Mariano Bettini

Personal information
- Date of birth: 19 January 1996 (age 30)
- Place of birth: Buenos Aires, Argentina
- Height: 1.80 m (5 ft 11 in)
- Position: Right-back

Youth career
- 0000–2017: Boca Juniors

Senior career*
- Years: Team / Apps / (Gls)
- 2017–2019: Atlanta / 35 / (0)
- 2019–2022: Tristán Suárez / 84 / (0)
- 2023–2024: Alvarado / 52 / (1)
- 2025: Güemes / 22 / (0)
- 2026: FK Csíkszereda / 2 / (0)

= Mariano Bettini =

Argentine professional footballer

Mariano Bettini (born 19 January 1996) is an Argentine professional footballer who plays as a right-back.

==Career==
Bettini came through the youth ranks of Boca Juniors.

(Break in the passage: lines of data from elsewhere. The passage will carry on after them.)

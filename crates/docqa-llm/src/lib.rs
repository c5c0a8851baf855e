//! Embedding and generation provider abstraction with Ollama and Candle backends.

pub mod any;
#[cfg(feature = "candle")]
pub mod candle_provider;
pub mod error;
#[cfg(feature = "mock")]
pub mod mock;
pub mod ollama;
pub mod provider;

pub use error::LlmError;
pub use provider::LlmProvider;
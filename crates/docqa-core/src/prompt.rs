use docqa_memory::RetrievedChunk;

const INSTRUCTION: &str = "Use the following pieces of context to answer the question at the end. \
If you don't know the answer, just say that you don't know, don't try to make up an answer.";

/// Build the single-turn question-answering prompt.
///
/// Context chunks are joined by blank lines in retrieval order.
#[must_use]
pub fn build_prompt(context: &[RetrievedChunk], question: &str) -> String {
    let context = context
        .iter()
        .map(|c| c.text.as_str())
        .collect::<Vec<_>>()
        .join("\n\n");
    format!("{INSTRUCTION}\n\n{context}\n\nQuestion: {question}\nHelpful Answer:")
}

On 6 August 2017, Bettini completed a move to Primera B Metropolitana side Atlanta. His professional debut arrived on 4 September 2017 in a home victory over Colegiales, playing the full duration of a fixture which originally ended in goalless draw before the AFA awarded Atlanta the three points - Colegiales had selected an ineligible player in Germán Mendoza.